Background: Breath detection, i.e. its precise delineation in time is a crucial step in lung function data analysis as obtaining any clinically relevant index is based on the proper localization of breath ends. Current threshold or smoothing algorithms suffer from severe inaccuracy in cases of suboptimal data quality.
Especially in infants, the precise analysis is of utmost importance. The key objective of our work is to design an algorithm for accurate breath detection in severely distorted data.
Methods: Flow and gas concentration data from multiple breath washout test were the input information. Based on universal physiological characteristics of the respiratory tract we designed an algorithm for breath detection.
Its accuracy was tested on severely distorted data from 19 patients with different types of breathing disorders.

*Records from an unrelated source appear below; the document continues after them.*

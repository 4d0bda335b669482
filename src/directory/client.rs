//! Remote directory client.
//!
//! The client never touches the network itself: it describes the request the
//! host should issue and decodes whatever the host hands back. That keeps the
//! fetch contract (`all users, or a FetchError`) testable without a runtime.

use super::request::{FetchRequest, TraceContext};
use crate::domain::{FetchError, UserRecord};
use chrono::{DateTime, Utc};
use std::collections::BTreeMap;

/// Public JSON placeholder directory used when no endpoint is configured.
pub const DEFAULT_ENDPOINT: &str = "https://jsonplaceholder.typicode.com/users";

/// Builds directory requests against a fixed endpoint and decodes responses.
#[derive(Debug, Clone, PartialEq, Eq)]
pub struct DirectoryClient {
    endpoint: String,
}

impl Default for DirectoryClient {
    fn default() -> Self {
        Self::new(DEFAULT_ENDPOINT)
    }
}

impl DirectoryClient {
    #[must_use]
    pub fn new(endpoint: impl Into<String>) -> Self {
        Self {
            endpoint: endpoint.into(),
        }
    }

    #[must_use]
    pub fn endpoint(&self) -> &str {
        &self.endpoint
    }

    /// Describes a fetch of the whole directory.
    ///
    /// The request is idempotent; retries simply issue another one with a
    /// fresh id.
    #[must_use]
    pub fn request(&self, request_id: u64) -> FetchRequest {
        let mut headers = BTreeMap::new();
        headers.insert("Accept".to_string(), "application/json".to_string());

        FetchRequest {
            request_id,
            url: self.endpoint.clone(),
            headers,
            trace_context: TraceContext::from_current(),
        }
    }

    /// Turns a raw HTTP result into the full record list.
    ///
    /// # Errors
    ///
    /// - [`FetchError::Status`] for any non-2xx status
    /// - [`FetchError::Malformed`] if the body is not a JSON array of users
    pub fn decode(status: u16, body: &[u8]) -> Result<Vec<UserRecord>, FetchError> {
        if !(200..300).contains(&status) {
            tracing::debug!(status, body_len = body.len(), "directory fetch failed");
            return Err(FetchError::Status(status));
        }

        let records: Vec<UserRecord> =
            serde_json::from_slice(body).map_err(|e| FetchError::Malformed(e.to_string()))?;

        tracing::debug!(record_count = records.len(), "directory decoded");
        Ok(records)
    }
}

/// One successful fetch, stamped with the time it landed.
#[derive(Debug, Clone, PartialEq, Eq)]
pub struct DirectorySnapshot {
    pub records: Vec<UserRecord>,
    pub fetched_at: DateTime<Utc>,
}

impl DirectorySnapshot {
    #[must_use]
    pub fn new(records: Vec<UserRecord>) -> Self {
        Self {
            records,
            fetched_at: Utc::now(),
        }
    }

    /// Wall-clock time of the fetch, formatted for the header.
    #[must_use]
    pub fn fetched_label(&self) -> String {
        self.fetched_at.format("%H:%M:%S").to_string()
    }
}

#[cfg(test)]
mod tests {
    use super::*;

    const FIXTURE: &[u8] = br#"[
        {"id": 1, "name": "Leanne Graham", "username": "Bret", "email": "Sincere@april.biz",
         "address": {"city": "Gwenborough"}, "phone": "1-770-736-8031", "website": "hildegard.org",
         "company": {"name": "Romaguera-Crona"}},
        {"id": 2, "name": "Ervin Howell", "username": "Antonette", "email": "Shanna@melissa.tv",
         "address": {"city": "Wisokyburgh"}, "phone": "010-692-6593", "website": "anastasia.net",
         "company": {"name": "Deckow-Crist"}}
    ]"#;

    #[test]
    fn request_targets_configured_endpoint() {
        let client = DirectoryClient::new("https://example.test/people");
        let request = client.request(4);
        assert_eq!(request.url, "https://example.test/people");
        assert_eq!(request.request_id, 4);
        assert_eq!(request.headers.get("Accept").map(String::as_str), Some("application/json"));
    }

    #[test]
    fn decodes_successful_response() {
        let records = DirectoryClient::decode(200, FIXTURE).unwrap();
        assert_eq!(records.len(), 2);
        assert_eq!(records[1].username, "Antonette");
    }

    #[test]
    fn non_success_status_is_an_error() {
        assert_eq!(
            DirectoryClient::decode(500, FIXTURE),
            Err(FetchError::Status(500))
        );
        assert_eq!(
            DirectoryClient::decode(404, b""),
            Err(FetchError::Status(404))
        );
    }

    #[test]
    fn malformed_body_is_an_error() {
        let result = DirectoryClient::decode(200, br#"{"users": []}"#);
        assert!(matches!(result, Err(FetchError::Malformed(_))));
    }

    #[test]
    fn default_client_uses_placeholder_endpoint() {
        assert_eq!(DirectoryClient::default().endpoint(), DEFAULT_ENDPOINT);
    }
}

Its performance was compared to the performance of currently used algorithms and to the breath counts estimated by human experts.
Results: The novel algorithm outperformed the threshold algorithms with respect to their accuracy and had similar performance to human experts. It proved to be a highly robust and efficient approach in severely distorted data.
This was demonstrated on patients with different pulmonary disorders. Conclusion: Our newly proposed algorithm is highly robust and universal.
It works accurately even on severely distorted data, where the other tested algorithms failed. It does not require any pre-set thresholds or other patient-specific inputs.
Consequently, it may be used with a broad spectrum of patients. It has the potential to replace current approaches to the breath detection in pulmonary function diagnostics.